Nothing like giving out an impressively titled award to bring out a reluctant star. TV awards shows do it all the time, giving some oddly named lifetime achievement award out just so some reluctant star will will show.
That might have also been the case with Don DeLillo, the esteemed author who doesn’t go out of his way to book tours, readings or interviews. Awarding him the first Library of Congress Prize for American Fiction assured he’d show up to both receive the award and sit for an interview to kick off the National Book Festival on the Washington Mall.
Previously they gave out something called the Library of Congress Creative Achievement Award for fiction to people like John Grisham, Isabel Allende and Toni Morrison. But when Philip Roth didn’t show up last year to pick up his, they knew they had to goose up the title.
The National Book Festival is a pretty great event, with scores of writers reading and speaking in several different tents and then agreeing to sign books for an hour or so before lines so long they stretch across the mall in orderly queues.
DeLillo, who in his jacket and cap looked more dressed for fishing, sat for an interview that seemed to scratch a bit on his process, while dwelling quite a bit on his epic “Underworld,” though scarcely mentioning more recent work of the past decade or two.
A couple of his more terse answers seemed to be the most effective, but he said an amazing thing about the structure of his writing. While being asked about the musicality of his sentences, he was also asked about their visual appeal.
That’s when he said that he often chose words based on how they looked on the page, or how they looked compared to other words, the very shape of the letters. It kind of blew my mind and made the trip worth it (that and the free orange book bag from CSPAN, of course).
The only other figure I was interested in Saturday was Linda Ronstadt, who maddeningly was scheduled at exactly the same time. So after DeLillo signed off I went off to hear the singer turned autobiographer talk about her long singing career that she recently ended. “I’ve had a long time at the trough,” she said, in an odd turn of phrase. “It’s time to see how else I can be useful.”
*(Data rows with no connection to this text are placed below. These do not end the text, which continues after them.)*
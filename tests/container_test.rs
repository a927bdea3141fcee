use senax_codec::{
    marshal, unmarshal, unmarshal_in_place, unmarshal_slice, EncoderError, Handle, Value,
};
use std::collections::{BTreeMap, HashMap};

fn handle() -> Handle {
    Handle::default()
}

/// Generates the same decode scenarios for every element type.
macro_rules! container_suite {
    ($($name:ident: $ty:ty => $make:expr;)*) => {
        $(
            mod $name {
                use super::*;

                fn make(i: usize) -> $ty {
                    ($make)(i)
                }

                fn sample(n: usize) -> Vec<$ty> {
                    (0..n).map(make).collect()
                }

                fn sample_map(n: usize) -> HashMap<String, $ty> {
                    (0..n).map(|i| (format!("k{}", i), make(i))).collect()
                }

                #[test]
                fn vec_into_fresh() {
                    let src = sample(3);
                    let mut dst: Vec<$ty> = Vec::new();
                    unmarshal(marshal(&src, &handle()).unwrap(), &mut dst, &handle()).unwrap();
                    assert_eq!(dst, src);
                }

                #[test]
                fn vec_into_len1_cap1_grows() {
                    let src = sample(5);
                    let mut dst: Vec<$ty> = Vec::with_capacity(1);
                    dst.push(make(9));
                    unmarshal(marshal(&src, &handle()).unwrap(), &mut dst, &handle()).unwrap();
                    assert_eq!(dst, src);
                }

                #[test]
                fn vec_into_exact_reuses_slots() {
                    let src = sample(3);
                    let mut dst: Vec<$ty> = Vec::with_capacity(3);
                    dst.extend((10..13).map(make));
                    let ptr = dst.as_ptr();
                    let capacity = dst.capacity();
                    unmarshal(marshal(&src, &handle()).unwrap(), &mut dst, &handle()).unwrap();
                    assert_eq!(dst, src);
                    assert_eq!(dst.as_ptr(), ptr);
                    assert_eq!(dst.capacity(), capacity);
                }

                #[test]
                fn vec_into_spare_capacity() {
                    let src = sample(3);
                    let mut dst: Vec<$ty> = Vec::with_capacity(16);
                    dst.push(make(9));
                    let ptr = dst.as_ptr();
                    let capacity = dst.capacity();
                    unmarshal(marshal(&src, &handle()).unwrap(), &mut dst, &handle()).unwrap();
                    assert_eq!(dst, src);
                    assert_eq!(dst.as_ptr(), ptr);
                    assert_eq!(dst.capacity(), capacity);
                }

                #[test]
                fn vec_into_longer_truncates() {
                    let src = sample(2);
                    let mut dst = sample(6);
                    unmarshal(marshal(&src, &handle()).unwrap(), &mut dst, &handle()).unwrap();
                    assert_eq!(dst, src);
                }

                #[test]
                fn vec_nil_payload_empties_owned() {
                    let mut dst = sample(2);
                    let bytes = marshal(&None::<Vec<$ty>>, &handle()).unwrap();
                    unmarshal(bytes, &mut dst, &handle()).unwrap();
                    assert!(dst.is_empty());
                }

                #[test]
                fn vec_non_addressable_exact() {
                    let src = sample(3);
                    let mut dst: Vec<$ty> = (10..13).map(make).collect();
                    unmarshal_in_place(marshal(&src, &handle()).unwrap(), &mut dst, &handle())
                        .unwrap();
                    assert_eq!(dst, src);
                }

                #[test]
                fn vec_non_addressable_too_short() {
                    let src = sample(3);
                    let mut dst = vec![make(9)];
                    let err = unmarshal_in_place(
                        marshal(&src, &handle()).unwrap(),
                        &mut dst,
                        &handle(),
                    )
                    .unwrap_err();
                    assert!(matches!(
                        err,
                        EncoderError::Addressability { payload: 3, available: 1 }
                    ));
                    assert_eq!(dst, vec![make(9)]);
                }

                #[test]
                fn slice_non_addressable() {
                    let src = sample(3);
                    let mut dst = [make(10), make(11), make(12)];
                    unmarshal_slice(marshal(&src, &handle()).unwrap(), &mut dst[..], &handle())
                        .unwrap();
                    assert_eq!(dst.to_vec(), src);

                    let err = unmarshal_slice(
                        marshal(&sample(4), &handle()).unwrap(),
                        &mut dst[..],
                        &handle(),
                    )
                    .unwrap_err();
                    assert!(matches!(err, EncoderError::Addressability { .. }));
                }

                #[test]
                fn vec_through_box() {
                    let src = sample(4);
                    let mut dst: Box<Vec<$ty>> = Box::new(Vec::with_capacity(8));
                    let capacity = dst.capacity();
                    unmarshal(marshal(&Box::new(src.clone()), &handle()).unwrap(), &mut dst, &handle())
                        .unwrap();
                    assert_eq!(*dst, src);
                    assert_eq!(dst.capacity(), capacity);
                }

                #[test]
                fn vec_through_nested_pointers() {
                    let src = sample(2);
                    let mut dst: Option<Box<Vec<$ty>>> = Some(Box::new(Vec::with_capacity(4)));
                    unmarshal(marshal(&src, &handle()).unwrap(), &mut dst, &handle()).unwrap();
                    assert_eq!(dst.as_deref(), Some(&src));
                }

                #[test]
                fn nil_into_some_empty_is_none() {
                    let bytes = marshal(&None::<Vec<$ty>>, &handle()).unwrap();
                    let mut dst: Option<Vec<$ty>> = Some(Vec::new());
                    unmarshal(bytes, &mut dst, &handle()).unwrap();
                    assert_eq!(dst, None);
                }

                #[test]
                fn empty_into_none_is_some_empty() {
                    let bytes = marshal(&Some(Vec::<$ty>::new()), &handle()).unwrap();
                    let mut dst: Option<Vec<$ty>> = None;
                    unmarshal(bytes, &mut dst, &handle()).unwrap();
                    assert_eq!(dst, Some(Vec::new()));
                }

                #[test]
                fn option_some_reuses_capacity() {
                    let src = sample(3);
                    let mut dst: Option<Vec<$ty>> = Some(Vec::with_capacity(8));
                    let capacity = dst.as_ref().map(Vec::capacity);
                    unmarshal(marshal(&Some(src.clone()), &handle()).unwrap(), &mut dst, &handle())
                        .unwrap();
                    assert_eq!(dst.as_ref(), Some(&src));
                    assert_eq!(dst.as_ref().map(Vec::capacity), capacity);
                }

                #[test]
                fn map_into_fresh() {
                    let src = sample_map(3);
                    let mut dst: HashMap<String, $ty> = HashMap::new();
                    unmarshal(marshal(&src, &handle()).unwrap(), &mut dst, &handle()).unwrap();
                    assert_eq!(dst, src);
                }

                #[test]
                fn map_merges_into_existing() {
                    let src = sample_map(2);
                    let mut dst: HashMap<String, $ty> = HashMap::with_capacity(8);
                    dst.insert("k0".to_string(), make(9));
                    dst.insert("other".to_string(), make(7));
                    unmarshal(marshal(&src, &handle()).unwrap(), &mut dst, &handle()).unwrap();
                    assert_eq!(dst.len(), 3);
                    assert_eq!(dst["k0"], make(0));
                    assert_eq!(dst["k1"], make(1));
                    assert_eq!(dst["other"], make(7));
                }

                #[test]
                fn map_non_addressable_receives_entries() {
                    let src = sample_map(2);
                    let mut dst: HashMap<String, $ty> = HashMap::new();
                    unmarshal_in_place(marshal(&src, &handle()).unwrap(), &mut dst, &handle())
                        .unwrap();
                    assert_eq!(dst, src);
                }

                #[test]
                fn map_non_addressable_cannot_be_nilled() {
                    let mut dst = sample_map(1);
                    let bytes = marshal(&None::<HashMap<String, $ty>>, &handle()).unwrap();
                    let err = unmarshal_in_place(bytes, &mut dst, &handle()).unwrap_err();
                    assert!(matches!(err, EncoderError::Addressability { .. }));
                    assert_eq!(dst, sample_map(1));
                }

                #[test]
                fn map_nil_vs_empty() {
                    let bytes = marshal(&None::<HashMap<String, $ty>>, &handle()).unwrap();
                    let mut dst = Some(sample_map(2));
                    unmarshal(bytes, &mut dst, &handle()).unwrap();
                    assert_eq!(dst, None);

                    let bytes = marshal(&Some(HashMap::<String, $ty>::new()), &handle()).unwrap();
                    unmarshal(bytes, &mut dst, &handle()).unwrap();
                    assert_eq!(dst, Some(HashMap::new()));
                }

                #[test]
                fn map_through_box() {
                    let src = sample_map(3);
                    let mut dst: Box<HashMap<String, $ty>> = Box::default();
                    unmarshal(marshal(&src, &handle()).unwrap(), &mut dst, &handle()).unwrap();
                    assert_eq!(*dst, src);
                }

                #[test]
                fn btree_map_round_trip() {
                    let src: BTreeMap<String, $ty> = sample_map(4).into_iter().collect();
                    let mut dst: BTreeMap<String, $ty> = BTreeMap::new();
                    unmarshal(marshal(&src, &handle()).unwrap(), &mut dst, &handle()).unwrap();
                    assert_eq!(dst, src);
                }
            }
        )*
    };
}

container_suite! {
    elem_i8: i8 => |i: usize| i as i8 - 3;
    elem_i16: i16 => |i: usize| (i as i16 - 3) * 300;
    elem_i32: i32 => |i: usize| (i as i32 - 3) * 70_000;
    elem_i64: i64 => |i: usize| (i as i64 - 3) * 5_000_000_000;
    elem_u8: u8 => |i: usize| (i as u8).wrapping_mul(19);
    elem_u16: u16 => |i: usize| i as u16 * 1000;
    elem_u32: u32 => |i: usize| i as u32 * 100_000;
    elem_u64: u64 => |i: usize| i as u64 * u32::MAX as u64;
    elem_f32: f32 => |i: usize| i as f32 * 0.5 - 1.0;
    elem_f64: f64 => |i: usize| i as f64 * 0.25 - 1.0;
    elem_bool: bool => |i: usize| i % 2 == 0;
    elem_string: String => |i: usize| format!("s{}", i);
    elem_value: Value => |i: usize| Value::Int(i as i64 - 2);
    elem_nested: Vec<u16> => |i: usize| vec![i as u16; i];
}

#[test]
fn test_string_u8_map_destinations() {
    let handle = handle();
    let src: HashMap<String, u8> = [("a".to_string(), 0), ("b".to_string(), 33)].into();
    let bytes = marshal(&src, &handle).unwrap();

    let mut fresh: HashMap<String, u8> = HashMap::new();
    unmarshal(bytes.clone(), &mut fresh, &handle).unwrap();
    assert_eq!(fresh, src);

    let mut non_addressable: HashMap<String, u8> = HashMap::new();
    unmarshal_in_place(bytes.clone(), &mut non_addressable, &handle).unwrap();
    assert_eq!(non_addressable, src);

    let mut pointer_to_nil: Option<HashMap<String, u8>> = None;
    unmarshal(bytes, &mut pointer_to_nil, &handle).unwrap();
    assert_eq!(pointer_to_nil, Some(src));
}

#[test]
fn test_nil_i32_slice_into_pointer_to_empty() {
    let handle = handle();
    let bytes = marshal(&None::<Vec<i32>>, &handle).unwrap();
    let mut dst: Box<Option<Vec<i32>>> = Box::new(Some(Vec::new()));
    unmarshal(bytes, &mut dst, &handle).unwrap();
    assert_eq!(*dst, None);
}

#[test]
fn test_nested_vec_reuses_inner_buffers() {
    let handle = handle();
    let src = vec![vec![1u32, 2], vec![3]];
    let mut dst: Vec<Vec<u32>> = vec![Vec::with_capacity(10), Vec::with_capacity(10)];
    let inner_ptr = dst[0].as_ptr();
    unmarshal(marshal(&src, &handle).unwrap(), &mut dst, &handle).unwrap();
    assert_eq!(dst, src);
    assert_eq!(dst[0].as_ptr(), inner_ptr);
}

#[test]
fn test_map_value_decoded_in_place() {
    let handle = handle();
    let src: HashMap<u32, Vec<u8>> = [(1, vec![1, 2, 3])].into();
    let mut dst: HashMap<u32, Vec<u8>> = HashMap::new();
    dst.insert(1, Vec::with_capacity(32));
    let ptr = dst[&1].as_ptr();
    unmarshal(marshal(&src, &handle).unwrap(), &mut dst, &handle).unwrap();
    assert_eq!(dst, src);
    assert_eq!(dst[&1].as_ptr(), ptr);
}

#[test]
fn test_sequence_payload_into_byte_vec() {
    let handle = handle();
    let src = vec![Value::Uint(1), Value::Uint(200)];
    let mut dst: Vec<u8> = Vec::new();
    unmarshal(marshal(&src, &handle).unwrap(), &mut dst, &handle).unwrap();
    assert_eq!(dst, vec![1, 200]);
}

#[test]
fn test_map_keyed_by_value_and_float() {
    let handle = handle();
    let mut src: HashMap<Value, senax_codec::FloatKey<f64>> = HashMap::new();
    src.insert(Value::from("a"), senax_codec::FloatKey(1.5));
    src.insert(Value::Int(-1), senax_codec::FloatKey(f64::NAN));

    let mut dst: HashMap<Value, senax_codec::FloatKey<f64>> = HashMap::new();
    unmarshal(marshal(&src, &handle).unwrap(), &mut dst, &handle).unwrap();
    assert_eq!(dst, src);

    let mut float_keys: BTreeMap<bool, HashMap<senax_codec::FloatKey<f32>, String>> =
        BTreeMap::new();
    float_keys
        .entry(true)
        .or_default()
        .insert(senax_codec::FloatKey(-0.0), "zero".to_string());
    let mut decoded: BTreeMap<bool, HashMap<senax_codec::FloatKey<f32>, String>> =
        BTreeMap::new();
    unmarshal(marshal(&float_keys, &handle).unwrap(), &mut decoded, &handle).unwrap();
    assert_eq!(decoded, float_keys);
    assert_eq!(
        decoded[&true].get(&senax_codec::FloatKey(0.0)).map(String::as_str),
        Some("zero")
    );
}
She’s already useful as an author; her book “Simple Dreams: A Musical Memoir” was the one title in the makeshift tent bookstore that was sold out.
Therefore, there was nothing to stand in line and have her sign. I was willing to stand in line to get a DeLillo signature, fanboy that I am. But I found a pre-autographed volume in the tent store. So that saved me a couple of hours in line right there.
The Book Festival concludes Sunday with its first Graphic Novels concentration,with both Lynda Barry and Gilbert and Jaime Hernandez signed up).